Collected data entries:

===============

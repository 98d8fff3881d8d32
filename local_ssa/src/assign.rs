// Copyright Kani Contributors
// SPDX-License-Identifier: Apache-2.0 OR MIT

//! Decomposition of assignment targets.
//!
//! An assignment to anything but a tracked object is rewritten into an assignment of a whole
//! object: `a[i] = v` assigns `a WITH [i:=v]` to `a`, `s.f = v` assigns `s WITH [.f:=v]` to `s`,
//! and so on until the target is an object. Struct objects are split into their members.

use crate::error::{Result, SsaError};
use crate::local_ssa::LocalSsa;
use crate::naming::VersionKind;
use crate::objects::SsaObject;
use goto_ir::goto_program::{Expr, ExprValue, Loc, Type};
use tracing::trace;

impl LocalSsa<'_> {
    /// Push the equalities for `lhs = rhs` at `loc` onto `equalities`. The assignment only
    /// happens if `guard` holds; both `guard` and `rhs` are read at `loc`.
    pub(crate) fn assign_rec(
        &self,
        lhs: &Expr,
        rhs: Expr,
        guard: Expr,
        loc: Loc,
        equalities: &mut Vec<Expr>,
    ) -> Result<()> {
        let st = self.symbol_table;
        if let Some(object) = SsaObject::new(lhs, st) {
            if let Type::Struct { components, .. } = st.follow(lhs.typ()) {
                if let ExprValue::Struct { values } = rhs.value() {
                    if values.len() != components.len() {
                        return Err(SsaError::MalformedProgram(format!(
                            "struct literal with {} values assigned to `{lhs}` of type `{}` \
                             with {} components at location {loc}",
                            values.len(),
                            lhs.typ(),
                            components.len(),
                        )));
                    }
                }
                for (i, component) in components.iter().enumerate() {
                    let member_lhs = lhs.clone().member(component.name(), st);
                    let member_rhs = match rhs.value() {
                        ExprValue::Struct { values } => values[i].clone(),
                        _ => rhs.clone().member(component.name(), st),
                    };
                    self.assign_rec(&member_lhs, member_rhs, guard.clone(), loc, equalities)?;
                }
                return Ok(());
            }
            return self.assign_object(&object, rhs, guard, loc, equalities);
        }

        match lhs.value() {
            ExprValue::Index { array, index } => {
                let update = array.clone().with_index(index.clone(), rhs);
                self.assign_rec(array, update, guard, loc, equalities)
            }
            ExprValue::Member { lhs: compound, field } => {
                let compound_type = st.follow(compound.typ());
                let update = if compound_type.is_union() {
                    if compound_type.lookup_field_type(*field, st).is_none() {
                        return Err(SsaError::UnknownMember {
                            loc,
                            typ: compound.typ().to_string(),
                            member: field.to_string(),
                        });
                    }
                    Expr::union_expr(compound.typ().clone(), *field, rhs, st)
                } else if compound_type.is_struct() {
                    compound.clone().with_member(*field, rhs)
                } else {
                    return Err(SsaError::UnknownType { loc, typ: compound.typ().to_string() });
                };
                self.assign_rec(compound, update, guard, loc, equalities)
            }
            ExprValue::ComplexReal(complex) => {
                let imag = complex.clone().complex_imag();
                let update = Expr::complex(rhs, imag, complex.typ().clone());
                self.assign_rec(complex, update, guard, loc, equalities)
            }
            ExprValue::ComplexImag(complex) => {
                let real = complex.clone().complex_real();
                let update = Expr::complex(real, rhs, complex.typ().clone());
                self.assign_rec(complex, update, guard, loc, equalities)
            }
            ExprValue::If { c, t, e } => {
                let (then_guard, else_guard) = if guard.is_true() {
                    (c.clone(), c.clone().boolean_negate())
                } else {
                    (guard.clone().and(c.clone()), guard.and(c.clone().boolean_negate()))
                };
                self.assign_rec(t, rhs.clone(), then_guard, loc, equalities)?;
                self.assign_rec(e, rhs, else_guard, loc, equalities)
            }
            ExprValue::ByteExtract { e, offset, endianness } => {
                let update = rhs.byte_extract(offset.clone(), *endianness, e.typ().clone());
                self.assign_rec(e, update, guard, loc, equalities)
            }
            _ => Err(SsaError::UnrecognizedAssignmentTarget { loc, target: lhs.to_string() }),
        }
    }

    /// `OUT(loc) == rhs`, or `OUT(loc) == (guard ? rhs : <reaching value>)` under a guard.
    /// Objects that `loc` does not write get nothing.
    fn assign_object(
        &self,
        object: &SsaObject,
        rhs: Expr,
        guard: Expr,
        loc: Loc,
        equalities: &mut Vec<Expr>,
    ) -> Result<()> {
        let written = self
            .objects
            .index_of(object.identifier())
            .is_some_and(|index| self.assignments.assigns(loc, index));
        if !written {
            trace!(%loc, object = %object.identifier(), "not assigned here");
            return Ok(());
        }
        let mut value = self.read_rhs(&rhs, loc)?;
        if !guard.is_true() {
            let guard = self.read_rhs(&guard, loc)?;
            value = guard.ternary(value, self.read_rhs_object(object, loc));
        }
        equalities.push(self.naming.name(object, VersionKind::Out, loc).eq(value));
        Ok(())
    }
}

#[cfg(test)]
mod tests {
    use crate::dereference::PointsToMap;
    use crate::error::SsaError;
    use crate::local_ssa::LocalSsa;
    use crate::malloc::DynamicObjectAllocation;
    use crate::options::SsaOptions;
    use crate::test_utils::*;
    use goto_ir::goto_program::{
        DatatypeComponent, Endianness, Expr, GotoFunction, GotoProgram, Instruction, Loc,
        Location, Symbol, Type,
    };

    fn single(lhs: Expr, rhs: Expr) -> GotoFunction {
        let l = Location::none();
        GotoFunction::new(
            "f",
            GotoProgram::new(vec![Instruction::assign(lhs, rhs, l), Instruction::end_function(l)]),
        )
    }

    fn equalities(function: &GotoFunction) -> Vec<String> {
        let st = point_table();
        let ssa = LocalSsa::build(function, &st, SsaOptions::default()).unwrap();
        let node = ssa.node_at(Loc::new(0)).unwrap();
        node.equalities
            .iter()
            .map(ToString::to_string)
            .filter(|e| !e.starts_with("ssa::$guard"))
            .collect()
    }

    #[test]
    fn struct_assignment_splits_into_members() {
        let p = var("p", Type::struct_tag("point"));
        let q = var("q", Type::struct_tag("point"));
        let eqs = equalities(&single(p, q));
        assert_eq!(eqs, vec!["p..x#0 == q..x#in", "p..y#0 == q..y#in"]);
    }

    #[test]
    fn struct_literals_are_projected() {
        let st = point_table();
        let p = var("p", Type::struct_tag("point"));
        let literal = Expr::struct_expr_from_values(
            Type::struct_tag("point"),
            vec![int_const(1), int_const(2)],
            &st,
        );
        assert_eq!(equalities(&single(p, literal)), vec!["p..x#0 == 1", "p..y#0 == 2"]);
    }

    #[test]
    fn indexed_and_member_updates() {
        let st = point_table();
        let a = var("a", int().array_of(3));
        let eqs = equalities(&single(a.index(int_const(1)), int_const(5)));
        assert_eq!(eqs, vec!["a#0 == (a#in WITH [1:=5])"]);

        let u = var("u", Type::union_tag("bits"));
        let eqs = equalities(&single(u.member("i", &st), int_const(5)));
        assert_eq!(eqs, vec!["u#0 == { .i=5 }"]);

        let points = var("ps", Type::struct_tag("point").array_of(2));
        let target = points.index(int_const(0)).member("y", &st);
        let eqs = equalities(&single(target, int_const(5)));
        assert_eq!(eqs, vec!["ps#0 == (ps#in WITH [0:=ps#in[0] WITH [.y:=5]])"]);
    }

    #[test]
    fn complex_components_keep_the_other_half() {
        let z = var("z", Type::double().complex_of());
        let eqs = equalities(&single(z.complex_real(), Expr::double_constant(1.0)));
        assert_eq!(eqs, vec!["z#0 == complex(1.0, __imag__ z#in)"]);
    }

    #[test]
    fn byte_extract_targets_reinterpret_the_value() {
        let x = var("x", int());
        let target = x.byte_extract(int_const(0), Endianness::Little, Type::unsigned_int(8));
        let eqs = equalities(&single(target, Expr::int_constant(7, Type::unsigned_int(8))));
        assert_eq!(eqs, vec!["x#0 == byte_extract_little_endian(7, 0, int32_t)"]);
    }

    #[test]
    fn conditional_targets_are_guarded() {
        let st = point_table();
        let l = Location::none();
        let ptr = var("ptr", int().to_pointer());
        let function = GotoFunction::new(
            "f",
            GotoProgram::new(vec![
                Instruction::assign(ptr.dereference(), int_const(1), l),
                Instruction::end_function(l),
            ]),
        );
        let resolver: PointsToMap = [("ptr", vec!["x", "g"])].into_iter().collect();
        let mut ssa = LocalSsa::with_collaborators(
            &function,
            &st,
            &resolver,
            &DynamicObjectAllocation,
            SsaOptions::default(),
        )
        .unwrap();
        ssa.build_all().unwrap();
        let eqs: Vec<String> =
            ssa.node_at(Loc::new(0)).unwrap().equalities.iter().map(ToString::to_string).collect();
        assert_eq!(
            eqs,
            vec![
                "x#0 == ((ptr#in == &x) ? 1 : x#in)",
                "g#0 == ((!(ptr#in == &x)) ? 1 : g#in)",
                "ssa::$guard#0 == true",
            ]
        );
    }

    #[test]
    fn struct_literals_must_match_the_target() {
        let mut st = point_table();
        st.insert(Symbol::aggregate_type(Type::struct_type(
            "cell",
            vec![DatatypeComponent::field("v", int())],
        )));
        let p = var("p", Type::struct_tag("point"));
        let cell = Expr::struct_expr_from_values(Type::struct_tag("cell"), vec![int_const(1)], &st);
        let function = single(p, cell);
        let ssa = LocalSsa::build(&function, &st, SsaOptions::default());
        let Err(SsaError::MalformedProgram(message)) = ssa else { panic!("expected an error") };
        assert!(message.contains("1 values"), "{message}");
    }

    #[test]
    fn unknown_targets_are_errors() {
        let st = point_table();
        let x = var("x", int());
        let function = single(x.clone().plus(int_const(1)), int_const(1));
        let ssa = LocalSsa::build(&function, &st, SsaOptions::default());
        assert!(matches!(ssa, Err(SsaError::UnrecognizedAssignmentTarget { .. })));
    }
}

===============

PROBLEM:
Each line of the data in which the string "offset" appears needs to be copied.

ANSWER TO THIS TASK:
            ExprValue::ByteExtract { e, offset, endianness } => {
                let update = rhs.byte_extract(offset.clone(), *endianness, e.typ().clone());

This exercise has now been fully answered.